Your assignment:
When a line below contains the word "ValidationReport", it counts toward the total; give that total and nothing besides.

━━━━

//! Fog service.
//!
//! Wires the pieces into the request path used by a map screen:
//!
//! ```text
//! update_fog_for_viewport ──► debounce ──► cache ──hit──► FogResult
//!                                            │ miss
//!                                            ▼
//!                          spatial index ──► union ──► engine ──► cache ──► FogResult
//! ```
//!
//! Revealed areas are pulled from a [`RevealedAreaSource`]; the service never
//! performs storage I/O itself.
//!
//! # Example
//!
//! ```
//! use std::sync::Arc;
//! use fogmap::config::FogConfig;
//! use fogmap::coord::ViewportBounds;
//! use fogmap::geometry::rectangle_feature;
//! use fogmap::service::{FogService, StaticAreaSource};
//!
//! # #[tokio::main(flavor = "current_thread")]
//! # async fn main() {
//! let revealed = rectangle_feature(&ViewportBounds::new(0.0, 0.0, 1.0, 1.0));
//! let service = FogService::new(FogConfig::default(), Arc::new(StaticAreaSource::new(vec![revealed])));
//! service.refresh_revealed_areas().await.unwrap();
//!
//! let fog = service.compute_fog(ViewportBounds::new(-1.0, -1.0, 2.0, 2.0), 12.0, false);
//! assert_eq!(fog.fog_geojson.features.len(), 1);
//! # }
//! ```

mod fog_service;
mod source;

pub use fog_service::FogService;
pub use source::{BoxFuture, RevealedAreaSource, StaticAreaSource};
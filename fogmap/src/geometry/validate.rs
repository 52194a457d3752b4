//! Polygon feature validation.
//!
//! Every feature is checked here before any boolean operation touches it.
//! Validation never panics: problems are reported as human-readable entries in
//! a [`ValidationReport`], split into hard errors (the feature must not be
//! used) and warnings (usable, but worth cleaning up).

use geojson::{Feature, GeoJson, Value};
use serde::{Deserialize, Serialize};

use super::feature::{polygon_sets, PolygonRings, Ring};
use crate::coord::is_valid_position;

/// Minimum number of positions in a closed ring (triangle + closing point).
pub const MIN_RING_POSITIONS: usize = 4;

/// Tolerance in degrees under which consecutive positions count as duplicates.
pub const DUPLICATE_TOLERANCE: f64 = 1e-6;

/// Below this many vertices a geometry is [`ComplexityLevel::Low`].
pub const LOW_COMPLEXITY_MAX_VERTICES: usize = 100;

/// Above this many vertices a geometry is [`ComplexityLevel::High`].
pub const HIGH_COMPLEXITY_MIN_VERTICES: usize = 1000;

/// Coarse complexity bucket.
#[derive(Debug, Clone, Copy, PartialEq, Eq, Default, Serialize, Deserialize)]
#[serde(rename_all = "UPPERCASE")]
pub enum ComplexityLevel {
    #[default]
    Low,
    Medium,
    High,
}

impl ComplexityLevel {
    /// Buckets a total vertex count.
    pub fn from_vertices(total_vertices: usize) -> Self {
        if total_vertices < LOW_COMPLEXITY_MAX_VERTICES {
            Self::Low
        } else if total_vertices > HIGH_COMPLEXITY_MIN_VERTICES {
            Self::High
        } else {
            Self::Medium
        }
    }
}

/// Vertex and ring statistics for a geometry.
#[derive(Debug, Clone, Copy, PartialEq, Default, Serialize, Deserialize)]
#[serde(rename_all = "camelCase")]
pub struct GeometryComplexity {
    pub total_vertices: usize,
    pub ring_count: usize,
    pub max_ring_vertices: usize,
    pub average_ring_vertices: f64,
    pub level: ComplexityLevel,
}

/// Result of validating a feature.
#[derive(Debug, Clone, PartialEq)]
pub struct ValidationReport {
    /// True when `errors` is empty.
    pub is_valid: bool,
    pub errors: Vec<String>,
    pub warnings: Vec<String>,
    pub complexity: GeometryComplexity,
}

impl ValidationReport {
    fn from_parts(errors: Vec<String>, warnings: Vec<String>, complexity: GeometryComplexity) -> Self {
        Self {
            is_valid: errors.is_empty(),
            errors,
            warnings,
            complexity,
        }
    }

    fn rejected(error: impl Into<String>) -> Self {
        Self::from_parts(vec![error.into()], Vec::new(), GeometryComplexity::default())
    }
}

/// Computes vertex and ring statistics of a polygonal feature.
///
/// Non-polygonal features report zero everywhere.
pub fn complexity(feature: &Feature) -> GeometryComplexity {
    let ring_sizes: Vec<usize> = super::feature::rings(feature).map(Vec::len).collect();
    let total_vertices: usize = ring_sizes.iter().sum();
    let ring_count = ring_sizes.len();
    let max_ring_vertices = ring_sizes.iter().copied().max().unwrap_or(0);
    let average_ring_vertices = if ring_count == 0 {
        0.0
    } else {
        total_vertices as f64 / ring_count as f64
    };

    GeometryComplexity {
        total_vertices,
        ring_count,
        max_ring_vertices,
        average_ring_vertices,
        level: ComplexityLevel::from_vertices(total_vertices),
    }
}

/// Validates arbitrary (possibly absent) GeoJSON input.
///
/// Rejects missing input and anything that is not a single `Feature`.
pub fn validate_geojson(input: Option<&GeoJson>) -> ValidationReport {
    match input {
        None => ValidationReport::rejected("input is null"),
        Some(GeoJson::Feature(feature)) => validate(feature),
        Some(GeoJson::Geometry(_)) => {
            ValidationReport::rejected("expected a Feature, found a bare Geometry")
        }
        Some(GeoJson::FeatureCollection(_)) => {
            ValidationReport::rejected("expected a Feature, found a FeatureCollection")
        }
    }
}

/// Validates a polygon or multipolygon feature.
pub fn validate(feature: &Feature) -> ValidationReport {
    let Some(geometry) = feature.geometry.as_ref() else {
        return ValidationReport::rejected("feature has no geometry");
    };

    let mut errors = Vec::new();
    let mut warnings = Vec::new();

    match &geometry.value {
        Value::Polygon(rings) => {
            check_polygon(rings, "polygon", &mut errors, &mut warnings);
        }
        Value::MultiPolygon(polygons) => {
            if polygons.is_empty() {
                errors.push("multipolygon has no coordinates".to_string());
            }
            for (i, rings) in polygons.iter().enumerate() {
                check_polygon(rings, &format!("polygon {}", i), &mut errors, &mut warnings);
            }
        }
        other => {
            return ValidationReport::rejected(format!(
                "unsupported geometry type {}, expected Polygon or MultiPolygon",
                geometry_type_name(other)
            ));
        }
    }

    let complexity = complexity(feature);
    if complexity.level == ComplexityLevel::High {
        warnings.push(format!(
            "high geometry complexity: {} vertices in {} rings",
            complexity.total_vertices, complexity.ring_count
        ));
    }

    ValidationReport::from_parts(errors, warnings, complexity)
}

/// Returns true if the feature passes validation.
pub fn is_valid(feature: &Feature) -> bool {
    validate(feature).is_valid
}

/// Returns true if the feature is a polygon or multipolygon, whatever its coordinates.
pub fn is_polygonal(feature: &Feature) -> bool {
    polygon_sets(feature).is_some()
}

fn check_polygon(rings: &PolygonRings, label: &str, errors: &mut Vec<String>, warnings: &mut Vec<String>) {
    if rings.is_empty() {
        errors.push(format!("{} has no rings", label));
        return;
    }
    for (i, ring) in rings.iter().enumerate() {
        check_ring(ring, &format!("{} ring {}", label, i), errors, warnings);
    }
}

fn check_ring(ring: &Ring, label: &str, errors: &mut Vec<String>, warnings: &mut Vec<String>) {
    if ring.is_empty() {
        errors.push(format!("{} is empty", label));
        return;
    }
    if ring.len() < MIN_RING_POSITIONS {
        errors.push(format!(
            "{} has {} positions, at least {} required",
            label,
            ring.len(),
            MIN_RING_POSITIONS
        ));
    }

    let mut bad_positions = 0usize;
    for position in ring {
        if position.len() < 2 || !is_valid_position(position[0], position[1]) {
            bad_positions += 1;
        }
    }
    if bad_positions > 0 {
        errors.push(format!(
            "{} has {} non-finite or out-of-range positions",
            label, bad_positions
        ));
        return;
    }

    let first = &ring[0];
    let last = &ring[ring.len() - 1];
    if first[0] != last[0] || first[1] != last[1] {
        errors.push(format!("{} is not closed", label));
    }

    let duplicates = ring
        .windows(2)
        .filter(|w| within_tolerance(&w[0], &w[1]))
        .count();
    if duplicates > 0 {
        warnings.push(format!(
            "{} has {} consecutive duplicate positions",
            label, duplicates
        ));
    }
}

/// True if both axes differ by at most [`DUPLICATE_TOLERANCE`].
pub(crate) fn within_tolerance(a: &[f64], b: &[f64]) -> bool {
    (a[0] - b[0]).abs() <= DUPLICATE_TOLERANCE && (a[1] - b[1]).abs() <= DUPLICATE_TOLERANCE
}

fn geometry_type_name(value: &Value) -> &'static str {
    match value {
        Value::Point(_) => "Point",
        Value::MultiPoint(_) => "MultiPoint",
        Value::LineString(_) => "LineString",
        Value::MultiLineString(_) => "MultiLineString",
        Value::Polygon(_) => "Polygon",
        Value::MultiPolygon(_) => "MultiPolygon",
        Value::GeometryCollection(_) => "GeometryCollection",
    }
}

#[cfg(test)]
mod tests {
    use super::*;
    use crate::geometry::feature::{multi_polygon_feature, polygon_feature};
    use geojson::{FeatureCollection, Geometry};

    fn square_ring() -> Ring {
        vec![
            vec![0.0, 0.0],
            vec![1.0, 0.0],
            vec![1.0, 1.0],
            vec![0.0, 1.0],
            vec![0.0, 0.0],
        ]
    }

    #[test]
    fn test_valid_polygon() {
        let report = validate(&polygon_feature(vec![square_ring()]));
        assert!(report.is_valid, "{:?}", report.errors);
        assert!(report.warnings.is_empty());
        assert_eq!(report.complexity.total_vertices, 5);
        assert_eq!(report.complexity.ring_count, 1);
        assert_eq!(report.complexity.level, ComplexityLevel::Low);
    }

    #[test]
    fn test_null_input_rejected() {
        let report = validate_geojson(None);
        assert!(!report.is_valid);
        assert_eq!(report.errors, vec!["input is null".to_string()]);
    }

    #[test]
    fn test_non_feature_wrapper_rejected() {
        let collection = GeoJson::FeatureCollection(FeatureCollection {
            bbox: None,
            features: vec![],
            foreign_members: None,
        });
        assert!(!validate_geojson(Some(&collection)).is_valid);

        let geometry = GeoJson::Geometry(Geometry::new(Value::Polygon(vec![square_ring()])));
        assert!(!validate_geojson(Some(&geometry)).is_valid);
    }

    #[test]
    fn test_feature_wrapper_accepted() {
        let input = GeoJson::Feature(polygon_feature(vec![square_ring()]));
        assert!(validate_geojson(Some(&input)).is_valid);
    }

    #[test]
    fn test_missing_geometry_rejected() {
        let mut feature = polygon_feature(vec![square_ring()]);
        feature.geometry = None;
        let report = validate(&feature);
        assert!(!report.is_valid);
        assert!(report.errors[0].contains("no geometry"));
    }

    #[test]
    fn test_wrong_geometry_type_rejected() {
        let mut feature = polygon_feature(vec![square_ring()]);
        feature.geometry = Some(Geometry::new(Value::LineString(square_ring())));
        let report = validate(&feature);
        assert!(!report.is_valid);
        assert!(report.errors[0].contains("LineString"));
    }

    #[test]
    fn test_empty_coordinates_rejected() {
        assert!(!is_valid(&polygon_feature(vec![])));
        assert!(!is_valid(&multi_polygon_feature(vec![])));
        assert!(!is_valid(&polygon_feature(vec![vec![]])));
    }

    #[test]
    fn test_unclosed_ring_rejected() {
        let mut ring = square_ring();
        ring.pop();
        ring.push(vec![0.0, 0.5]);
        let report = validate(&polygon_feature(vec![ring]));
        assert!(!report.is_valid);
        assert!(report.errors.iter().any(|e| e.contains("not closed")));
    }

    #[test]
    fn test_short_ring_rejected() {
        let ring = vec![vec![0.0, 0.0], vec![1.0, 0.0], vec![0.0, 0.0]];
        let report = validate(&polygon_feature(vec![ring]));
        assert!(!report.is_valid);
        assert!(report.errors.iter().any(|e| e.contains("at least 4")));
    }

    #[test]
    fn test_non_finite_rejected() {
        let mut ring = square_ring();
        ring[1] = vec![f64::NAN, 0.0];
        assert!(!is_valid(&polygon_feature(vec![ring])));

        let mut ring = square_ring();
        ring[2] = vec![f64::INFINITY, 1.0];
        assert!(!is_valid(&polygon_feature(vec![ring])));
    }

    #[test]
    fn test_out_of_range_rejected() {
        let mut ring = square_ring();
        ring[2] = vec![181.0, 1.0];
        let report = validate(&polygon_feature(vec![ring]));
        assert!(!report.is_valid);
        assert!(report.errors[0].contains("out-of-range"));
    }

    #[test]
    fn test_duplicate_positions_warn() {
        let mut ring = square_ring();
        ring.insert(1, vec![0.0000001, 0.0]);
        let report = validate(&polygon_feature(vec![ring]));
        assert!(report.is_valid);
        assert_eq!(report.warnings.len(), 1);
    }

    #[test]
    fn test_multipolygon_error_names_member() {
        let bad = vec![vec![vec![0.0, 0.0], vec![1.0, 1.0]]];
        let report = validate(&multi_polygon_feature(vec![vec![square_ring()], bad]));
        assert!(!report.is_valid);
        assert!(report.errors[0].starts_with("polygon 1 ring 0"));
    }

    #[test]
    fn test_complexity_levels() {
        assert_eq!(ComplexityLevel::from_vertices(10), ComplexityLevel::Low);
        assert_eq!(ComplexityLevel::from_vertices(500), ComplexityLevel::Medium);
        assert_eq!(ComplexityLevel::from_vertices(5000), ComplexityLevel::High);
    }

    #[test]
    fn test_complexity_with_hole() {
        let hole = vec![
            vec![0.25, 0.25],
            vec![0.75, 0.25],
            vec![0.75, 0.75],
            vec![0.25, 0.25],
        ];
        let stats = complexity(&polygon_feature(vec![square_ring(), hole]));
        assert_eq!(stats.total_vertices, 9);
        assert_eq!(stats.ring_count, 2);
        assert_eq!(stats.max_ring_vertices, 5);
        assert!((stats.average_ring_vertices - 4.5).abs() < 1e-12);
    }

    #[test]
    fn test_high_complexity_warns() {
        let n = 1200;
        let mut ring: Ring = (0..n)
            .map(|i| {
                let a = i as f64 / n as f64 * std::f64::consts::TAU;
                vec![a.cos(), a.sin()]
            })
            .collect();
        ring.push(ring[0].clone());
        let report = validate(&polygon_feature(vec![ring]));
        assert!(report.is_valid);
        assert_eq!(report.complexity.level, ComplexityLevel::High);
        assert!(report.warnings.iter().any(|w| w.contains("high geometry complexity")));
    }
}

━━━━

Answer area:
11